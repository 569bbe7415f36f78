//! # sigil-cli: Operator Tooling for the Sigil Stack
//!
//! ## Subcommands
//!
//! - `sigil zk`: Groth16 trusted setup, proving, and proof verification.
//! - `sigil share`: Encode bundles into share payloads/URLs and decode them.
//! - `sigil bundle`: Recompute a proof bundle's hash chain.
//! - `sigil kas`: Build ceremony challenges and verify attested bundles.
//! - `sigil receipt`: Hash a verification receipt or check it against an
//!   expected hash.
//!
//! ```bash
//! sigil zk setup --dir ./artifacts --seed 7
//! sigil zk prove --dir ./artifacts --poseidon 1 > proof.json
//! sigil zk verify --dir ./artifacts proof.json
//! sigil share encode bundle.json --base-url https://sigil.example/s
//! sigil kas verify attested.json --rp-id sigil.example
//! sigil receipt hash receipt.json --expect 3f5a...
//! ```
//!
//! Handlers return an exit code: `0` success, `2` a verification that ran
//! and failed. Errors (unreadable files, bad input) surface as exit code `1`.

pub mod bundle;
pub mod kas;
pub mod receipt;
pub mod share;
pub mod zk;

use std::path::Path;

use anyhow::{Context, Result};
use serde_json::Value;

/// Exit code for a check that ran to completion and failed.
pub const EXIT_VERIFY_FAILED: u8 = 2;

/// Read and parse a JSON file.
pub fn read_json(path: &Path) -> Result<Value> {
    let bytes =
        std::fs::read(path).with_context(|| format!("cannot read {}", path.display()))?;
    serde_json::from_slice(&bytes).with_context(|| format!("{} is not valid JSON", path.display()))
}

__________

### What you need to do
Match on "display": copy every line in the records that has it.

### The answer
        std::fs::read(path).with_context(|| format!("cannot read {}", path.display()))?;
    serde_json::from_slice(&bytes).with_context(|| format!("{} is not valid JSON", path.display()))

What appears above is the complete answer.